Setelah Anda menemukan jenis olahraga yang Anda sukai, Carson menyarankan untuk menemukan cara untuk memasukkannya ke dalam rutinitas Anda.Ini mungkin termasuk berbagi rencana latihan Anda dengan orang lain.

“Olahraga bisa menjadi pelampiasan sosial. Ini mungkin kesempatan untuk menghabiskan waktu bersama teman-teman mengejar tujuan bersama, atau waktu keluarga yang sangat dibutuhkan,” jelasnya.

"Daripada mengambil dari interaksi ini, pertimbangkan untuk membangun latihan dengan orang lain ke dalam rutinitas Anda secara keseluruhan."

Di atas segalanya, mulailah dari yang kecil.Carson mengatakan salah satu hal termudah yang dapat Anda lakukan untuk meningkatkan aktivitas fisik Anda adalah dengan membatasi jumlah waktu yang Anda habiskan untuk duduk.

“Kami telah melakukan penelitian di University of Limerick serta membangun bukti yang menunjukkan bahwa duduk dalam waktu lama dapat berdampak negatif pada kesehatan Anda, terlepas dari aktivitas fisik dan olahraga Anda,” katanya.

Sarannya?"Cobalah untuk berhenti duduk dengan 'makanan ringan olahraga' pendek bahkan selama 2-3 menit sepanjang hari."

Garis bawah

Anda tidak dapat menghilangkan efek buruk dari pola makan yang buruk hanya dengan melakukan sesi ekstra di gym atau mengangkat beban yang lebih berat.

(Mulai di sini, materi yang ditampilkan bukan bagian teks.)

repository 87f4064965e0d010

use std::env;

use tempfile::TempDir;

/// RAII guard for environment variables - automatically restores on drop
pub(crate) struct EnvGuard {
    key: &'static str,
    original: Option<String>,
}

impl EnvGuard {
    pub(crate) fn set(key: &'static str, value: &str) -> Self {
        unsafe {
            let original = env::var(key).ok();
            env::set_var(key, value);
            Self { key, original }
        }
    }
}

impl Drop for EnvGuard {
    fn drop(&mut self) {
        unsafe {
            match &self.original {
                Some(val) => env::set_var(self.key, val),
                None => env::remove_var(self.key),
            }
        }
    }
}

/// Create a temp config directory and set MM_CONFIG_DIR
pub(crate) fn setup_config_dir() -> (TempDir, EnvGuard) {
    let temp = TempDir::new().unwrap();
    let guard = EnvGuard::set("MM_CONFIG_DIR", temp.path().to_str().unwrap());
    (temp, guard)
}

Anda memerlukan diet berkualitas tinggi dan setidaknya 150 menit olahraga sedang dalam seminggu untuk kesehatan dan umur panjang yang optimal.

Memprioritaskan diet dan kebugaran mungkin terasa sulit, tetapi dengan membuat beberapa penyesuaian kecil pada rutinitas Anda saat ini, itu mungkin lebih mudah daripada yang Anda pikirkan.